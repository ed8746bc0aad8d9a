//! Append-only JSONL history storage for result records.
//!
//! Each record is one JSON line, so history can be appended and streamed
//! without loading the whole file into memory.

use std::fs::{File, OpenOptions};
use std::io::{BufRead, BufReader, Write};
use std::path::{Path, PathBuf};

use crate::error::BenchError;
use crate::model::{ResultRecord, SCHEMA_VERSION};

#[derive(Debug, Clone)]
pub struct JsonlWriter {
    path: PathBuf,
}

impl JsonlWriter {
    pub fn new(path: impl AsRef<Path>) -> Self {
        JsonlWriter {
            path: path.as_ref().to_path_buf(),
        }
    }

    pub fn path(&self) -> &Path {
        &self.path
    }

    /// Append a record, rejecting a schema version mismatch up front.
    pub fn append(&self, record: &ResultRecord) -> Result<(), BenchError> {
        if record.schema_version != SCHEMA_VERSION {
            return Err(BenchError::Message(format!(
                "schema version mismatch: record has v{}, expected v{}",
                record.schema_version, SCHEMA_VERSION
            )));
        }

        if let Some(parent) = self.path.parent() {
            if !parent.as_os_str().is_empty() && !parent.exists() {
                std::fs::create_dir_all(parent)?;
            }
        }

        let mut file = OpenOptions::new()
            .create(true)
            .append(true)
            .open(&self.path)?;

        let json = serde_json::to_string(record)
            .map_err(|e| BenchError::Message(format!("failed to serialize record: {e}")))?;

        writeln!(file, "{json}")?;
        Ok(())
    }

    pub fn read_all(&self) -> Result<Vec<ResultRecord>, BenchError> {
        self.read_filtered(None)
    }

    /// Read records, optionally filtered by platform tag.
    pub fn read_filtered(
        &self,
        platform_tag: Option<&str>,
    ) -> Result<Vec<ResultRecord>, BenchError> {
        if !self.path.exists() {
            return Err(BenchError::Io(format!(
                "file not found: {}",
                self.path.display()
            )));
        }

        let file = File::open(&self.path)?;
        let reader = BufReader::new(file);
        let mut records = Vec::new();

        for (line_num, line_result) in reader.lines().enumerate() {
            let line = line_result?;
            if line.trim().is_empty() {
                continue;
            }
            let record: ResultRecord = serde_json::from_str(&line).map_err(|e| {
                BenchError::Message(format!("failed to parse line {}: {e}", line_num + 1))
            })?;

            if let Some(tag) = platform_tag {
                if record.platform.platform_tag != tag {
                    continue;
                }
            }
            records.push(record);
        }

        Ok(records)
    }

    pub fn exists(&self) -> bool {
        self.path.exists()
    }

    pub fn count(&self) -> Result<usize, BenchError> {
        if !self.path.exists() {
            return Ok(0);
        }
        let file = File::open(&self.path)?;
        let reader = BufReader::new(file);
        Ok(reader
            .lines()
            .map_while(Result::ok)
            .filter(|l| !l.trim().is_empty())
            .count())
    }
}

**What to produce:**
Your answer should be a single number: the count of lines above that contain the word "parent".

**Your response:**
3